Supplied data ::

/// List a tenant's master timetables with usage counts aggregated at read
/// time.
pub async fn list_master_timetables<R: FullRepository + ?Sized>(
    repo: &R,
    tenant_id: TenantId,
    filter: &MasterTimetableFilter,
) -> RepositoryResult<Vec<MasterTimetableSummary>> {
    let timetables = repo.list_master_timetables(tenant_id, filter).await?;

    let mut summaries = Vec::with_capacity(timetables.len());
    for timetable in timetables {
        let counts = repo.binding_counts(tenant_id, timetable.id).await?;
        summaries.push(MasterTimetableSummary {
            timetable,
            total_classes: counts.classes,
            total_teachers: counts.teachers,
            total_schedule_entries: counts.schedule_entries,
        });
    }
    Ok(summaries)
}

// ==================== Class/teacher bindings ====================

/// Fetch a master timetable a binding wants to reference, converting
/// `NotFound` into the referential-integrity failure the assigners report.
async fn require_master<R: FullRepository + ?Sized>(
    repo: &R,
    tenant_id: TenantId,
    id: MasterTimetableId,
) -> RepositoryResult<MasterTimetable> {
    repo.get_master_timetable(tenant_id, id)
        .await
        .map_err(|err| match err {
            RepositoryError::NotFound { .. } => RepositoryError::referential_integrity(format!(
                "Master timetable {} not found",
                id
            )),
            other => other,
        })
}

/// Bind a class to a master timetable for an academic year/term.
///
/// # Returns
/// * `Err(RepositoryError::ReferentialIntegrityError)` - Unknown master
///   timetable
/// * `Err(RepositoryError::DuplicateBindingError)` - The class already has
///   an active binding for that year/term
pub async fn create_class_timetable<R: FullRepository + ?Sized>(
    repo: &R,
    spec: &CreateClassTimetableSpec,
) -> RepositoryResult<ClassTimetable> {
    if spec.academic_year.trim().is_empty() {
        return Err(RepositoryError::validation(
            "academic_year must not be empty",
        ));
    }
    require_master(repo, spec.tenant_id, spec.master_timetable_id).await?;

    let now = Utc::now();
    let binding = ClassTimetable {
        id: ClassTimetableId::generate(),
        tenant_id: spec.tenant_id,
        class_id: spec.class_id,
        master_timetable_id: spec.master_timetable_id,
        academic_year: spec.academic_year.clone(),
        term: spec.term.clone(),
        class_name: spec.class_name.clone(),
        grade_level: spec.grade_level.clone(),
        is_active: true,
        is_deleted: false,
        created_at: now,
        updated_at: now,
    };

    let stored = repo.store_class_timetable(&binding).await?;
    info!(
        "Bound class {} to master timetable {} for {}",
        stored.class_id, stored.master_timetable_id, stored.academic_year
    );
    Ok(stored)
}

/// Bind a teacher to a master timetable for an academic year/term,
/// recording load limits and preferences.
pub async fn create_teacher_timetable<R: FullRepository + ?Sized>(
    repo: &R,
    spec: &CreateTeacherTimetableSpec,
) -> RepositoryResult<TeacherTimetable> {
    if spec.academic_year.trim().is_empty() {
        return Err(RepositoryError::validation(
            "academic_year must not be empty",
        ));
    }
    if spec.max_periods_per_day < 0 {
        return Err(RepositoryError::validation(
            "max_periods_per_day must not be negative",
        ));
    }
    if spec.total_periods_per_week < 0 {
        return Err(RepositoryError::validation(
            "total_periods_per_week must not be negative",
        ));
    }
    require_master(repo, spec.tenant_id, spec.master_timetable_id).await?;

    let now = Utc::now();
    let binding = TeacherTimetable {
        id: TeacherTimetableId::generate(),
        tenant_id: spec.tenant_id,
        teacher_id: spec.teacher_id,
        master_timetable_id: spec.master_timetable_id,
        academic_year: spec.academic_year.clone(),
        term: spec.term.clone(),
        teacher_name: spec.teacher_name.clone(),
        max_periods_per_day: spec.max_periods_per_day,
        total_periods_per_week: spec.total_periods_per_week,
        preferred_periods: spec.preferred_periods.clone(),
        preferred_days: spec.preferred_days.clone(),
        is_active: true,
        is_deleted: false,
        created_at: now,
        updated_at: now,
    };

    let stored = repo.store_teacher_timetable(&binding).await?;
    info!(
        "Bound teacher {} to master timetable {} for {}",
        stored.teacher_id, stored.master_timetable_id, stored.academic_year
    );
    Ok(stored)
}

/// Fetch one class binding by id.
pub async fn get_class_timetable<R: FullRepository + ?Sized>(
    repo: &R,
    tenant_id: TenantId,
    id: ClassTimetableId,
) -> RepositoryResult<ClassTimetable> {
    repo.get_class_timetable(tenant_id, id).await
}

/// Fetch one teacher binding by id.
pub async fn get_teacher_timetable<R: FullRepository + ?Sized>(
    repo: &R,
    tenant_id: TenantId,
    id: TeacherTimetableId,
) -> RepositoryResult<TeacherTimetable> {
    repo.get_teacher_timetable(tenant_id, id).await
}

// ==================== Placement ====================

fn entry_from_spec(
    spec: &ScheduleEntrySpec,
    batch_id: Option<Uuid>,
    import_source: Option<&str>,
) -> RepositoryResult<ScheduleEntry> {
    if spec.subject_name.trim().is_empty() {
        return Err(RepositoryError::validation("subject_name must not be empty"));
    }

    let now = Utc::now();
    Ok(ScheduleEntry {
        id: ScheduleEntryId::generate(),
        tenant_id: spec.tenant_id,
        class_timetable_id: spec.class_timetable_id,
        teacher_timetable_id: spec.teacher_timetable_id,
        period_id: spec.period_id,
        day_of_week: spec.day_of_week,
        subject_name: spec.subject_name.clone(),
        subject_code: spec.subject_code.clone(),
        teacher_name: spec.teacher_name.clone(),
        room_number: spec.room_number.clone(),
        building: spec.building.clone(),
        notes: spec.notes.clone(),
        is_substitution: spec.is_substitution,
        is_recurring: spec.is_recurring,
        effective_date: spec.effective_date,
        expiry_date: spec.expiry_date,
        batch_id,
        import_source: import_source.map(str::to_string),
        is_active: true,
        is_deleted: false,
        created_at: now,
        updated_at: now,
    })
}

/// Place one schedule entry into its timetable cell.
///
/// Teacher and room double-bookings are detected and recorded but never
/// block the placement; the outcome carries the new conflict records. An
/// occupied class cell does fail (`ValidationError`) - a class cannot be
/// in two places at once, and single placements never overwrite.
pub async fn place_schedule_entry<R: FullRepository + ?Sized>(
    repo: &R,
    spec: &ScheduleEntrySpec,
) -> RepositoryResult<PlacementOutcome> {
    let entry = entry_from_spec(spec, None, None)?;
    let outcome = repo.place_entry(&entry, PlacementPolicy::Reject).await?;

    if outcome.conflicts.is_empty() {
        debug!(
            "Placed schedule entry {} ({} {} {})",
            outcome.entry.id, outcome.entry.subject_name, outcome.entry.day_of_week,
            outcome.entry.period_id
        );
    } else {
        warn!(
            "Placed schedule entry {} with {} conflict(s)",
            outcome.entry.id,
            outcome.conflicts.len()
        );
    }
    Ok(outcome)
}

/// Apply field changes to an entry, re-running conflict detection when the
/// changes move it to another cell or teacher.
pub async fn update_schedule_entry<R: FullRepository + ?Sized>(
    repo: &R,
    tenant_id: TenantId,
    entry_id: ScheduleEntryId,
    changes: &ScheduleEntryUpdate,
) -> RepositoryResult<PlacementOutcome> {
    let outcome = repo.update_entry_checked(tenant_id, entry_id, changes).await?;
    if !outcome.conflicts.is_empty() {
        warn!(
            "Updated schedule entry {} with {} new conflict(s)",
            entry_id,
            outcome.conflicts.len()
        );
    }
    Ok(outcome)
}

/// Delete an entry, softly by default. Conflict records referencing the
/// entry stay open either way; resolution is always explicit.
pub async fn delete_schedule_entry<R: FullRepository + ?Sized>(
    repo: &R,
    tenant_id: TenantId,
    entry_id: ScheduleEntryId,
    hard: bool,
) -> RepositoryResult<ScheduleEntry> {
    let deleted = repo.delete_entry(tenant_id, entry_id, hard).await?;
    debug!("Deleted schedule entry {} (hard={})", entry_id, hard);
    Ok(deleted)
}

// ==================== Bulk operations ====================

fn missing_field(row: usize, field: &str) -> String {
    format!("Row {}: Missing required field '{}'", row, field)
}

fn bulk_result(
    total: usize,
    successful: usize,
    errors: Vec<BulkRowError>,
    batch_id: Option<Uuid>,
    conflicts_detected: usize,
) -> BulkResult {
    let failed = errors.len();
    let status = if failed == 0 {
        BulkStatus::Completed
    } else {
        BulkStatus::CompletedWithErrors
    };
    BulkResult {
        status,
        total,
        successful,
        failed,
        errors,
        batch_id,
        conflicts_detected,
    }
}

--

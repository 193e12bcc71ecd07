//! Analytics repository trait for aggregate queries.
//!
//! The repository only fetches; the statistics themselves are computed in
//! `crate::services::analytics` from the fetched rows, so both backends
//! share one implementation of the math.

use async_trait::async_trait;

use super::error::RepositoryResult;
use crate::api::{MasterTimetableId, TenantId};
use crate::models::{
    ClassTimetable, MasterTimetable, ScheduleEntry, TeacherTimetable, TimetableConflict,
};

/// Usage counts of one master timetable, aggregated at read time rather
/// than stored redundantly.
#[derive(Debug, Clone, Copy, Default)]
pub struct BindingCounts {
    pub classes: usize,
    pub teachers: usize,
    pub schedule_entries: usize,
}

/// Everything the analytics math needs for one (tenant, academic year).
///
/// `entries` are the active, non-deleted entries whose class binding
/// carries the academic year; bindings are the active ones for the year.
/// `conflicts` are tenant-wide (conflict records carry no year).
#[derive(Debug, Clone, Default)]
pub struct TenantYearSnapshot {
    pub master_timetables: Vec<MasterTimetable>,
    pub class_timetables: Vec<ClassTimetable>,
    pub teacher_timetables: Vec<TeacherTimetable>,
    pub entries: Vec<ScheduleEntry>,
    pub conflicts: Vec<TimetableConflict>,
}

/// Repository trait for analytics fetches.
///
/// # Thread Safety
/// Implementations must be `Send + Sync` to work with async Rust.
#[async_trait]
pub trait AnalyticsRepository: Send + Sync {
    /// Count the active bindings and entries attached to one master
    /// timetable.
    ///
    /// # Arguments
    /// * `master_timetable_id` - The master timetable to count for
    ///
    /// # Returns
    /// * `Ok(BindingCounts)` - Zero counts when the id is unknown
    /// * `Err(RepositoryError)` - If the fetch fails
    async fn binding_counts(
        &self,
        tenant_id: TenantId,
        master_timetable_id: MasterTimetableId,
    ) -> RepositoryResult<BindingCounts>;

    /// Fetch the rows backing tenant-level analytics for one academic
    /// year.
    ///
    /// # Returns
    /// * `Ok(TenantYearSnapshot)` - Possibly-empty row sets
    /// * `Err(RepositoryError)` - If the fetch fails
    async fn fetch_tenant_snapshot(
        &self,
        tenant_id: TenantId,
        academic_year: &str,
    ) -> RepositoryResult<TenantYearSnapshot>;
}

==

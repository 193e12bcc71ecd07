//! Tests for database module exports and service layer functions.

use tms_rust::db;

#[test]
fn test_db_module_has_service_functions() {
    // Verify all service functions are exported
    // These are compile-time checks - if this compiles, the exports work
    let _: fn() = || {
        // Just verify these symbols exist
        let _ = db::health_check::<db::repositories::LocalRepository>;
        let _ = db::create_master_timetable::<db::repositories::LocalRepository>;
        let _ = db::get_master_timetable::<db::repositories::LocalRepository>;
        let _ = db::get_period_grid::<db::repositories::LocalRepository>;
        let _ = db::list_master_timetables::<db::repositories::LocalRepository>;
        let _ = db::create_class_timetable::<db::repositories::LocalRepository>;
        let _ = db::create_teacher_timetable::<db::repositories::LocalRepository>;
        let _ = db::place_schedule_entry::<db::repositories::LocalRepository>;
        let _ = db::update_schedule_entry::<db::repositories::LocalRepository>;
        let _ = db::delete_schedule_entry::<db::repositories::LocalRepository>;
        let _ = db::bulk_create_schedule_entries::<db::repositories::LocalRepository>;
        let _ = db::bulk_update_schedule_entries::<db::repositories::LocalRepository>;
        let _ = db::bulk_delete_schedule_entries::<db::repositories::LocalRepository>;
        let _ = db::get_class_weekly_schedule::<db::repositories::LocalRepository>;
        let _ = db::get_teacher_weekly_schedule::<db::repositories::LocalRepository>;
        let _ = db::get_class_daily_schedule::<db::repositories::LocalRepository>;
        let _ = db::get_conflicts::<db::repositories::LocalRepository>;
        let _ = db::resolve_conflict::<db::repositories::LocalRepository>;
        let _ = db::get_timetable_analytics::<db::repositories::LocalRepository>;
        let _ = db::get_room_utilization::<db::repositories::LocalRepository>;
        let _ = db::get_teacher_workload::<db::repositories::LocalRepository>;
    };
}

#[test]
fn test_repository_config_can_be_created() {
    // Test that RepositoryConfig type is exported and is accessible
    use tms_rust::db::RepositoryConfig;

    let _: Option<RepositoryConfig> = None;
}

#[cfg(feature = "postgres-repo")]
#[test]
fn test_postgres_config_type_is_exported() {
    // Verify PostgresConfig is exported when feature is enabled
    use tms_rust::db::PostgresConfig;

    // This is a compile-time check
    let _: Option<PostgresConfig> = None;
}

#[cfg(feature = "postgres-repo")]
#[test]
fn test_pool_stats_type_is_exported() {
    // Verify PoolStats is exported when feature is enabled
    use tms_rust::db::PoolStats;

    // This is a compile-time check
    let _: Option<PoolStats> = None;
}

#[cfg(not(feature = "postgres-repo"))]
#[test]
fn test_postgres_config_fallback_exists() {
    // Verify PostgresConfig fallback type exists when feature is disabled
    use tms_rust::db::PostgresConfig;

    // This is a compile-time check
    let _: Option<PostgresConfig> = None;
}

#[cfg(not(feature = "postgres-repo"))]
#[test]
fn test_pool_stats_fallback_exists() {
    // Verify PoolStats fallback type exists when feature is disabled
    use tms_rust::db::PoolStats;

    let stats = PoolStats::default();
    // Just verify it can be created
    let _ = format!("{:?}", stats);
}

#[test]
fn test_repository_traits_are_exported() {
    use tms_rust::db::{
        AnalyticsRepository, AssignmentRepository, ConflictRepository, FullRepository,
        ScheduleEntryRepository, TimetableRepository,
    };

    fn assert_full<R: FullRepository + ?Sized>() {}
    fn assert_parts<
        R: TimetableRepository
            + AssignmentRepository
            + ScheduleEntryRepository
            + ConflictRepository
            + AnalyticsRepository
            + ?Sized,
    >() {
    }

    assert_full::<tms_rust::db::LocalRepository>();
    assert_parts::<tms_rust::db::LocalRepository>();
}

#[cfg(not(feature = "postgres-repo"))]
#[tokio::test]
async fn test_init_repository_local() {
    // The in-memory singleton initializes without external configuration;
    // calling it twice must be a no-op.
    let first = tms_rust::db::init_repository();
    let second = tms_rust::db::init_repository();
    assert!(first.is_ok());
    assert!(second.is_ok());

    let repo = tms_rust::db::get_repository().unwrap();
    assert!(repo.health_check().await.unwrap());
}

What to work on ::
Look through the material and copy each line that has "fetches".

Answer box ::
//! The repository only fetches; the statistics themselves are computed in
/// Repository trait for analytics fetches.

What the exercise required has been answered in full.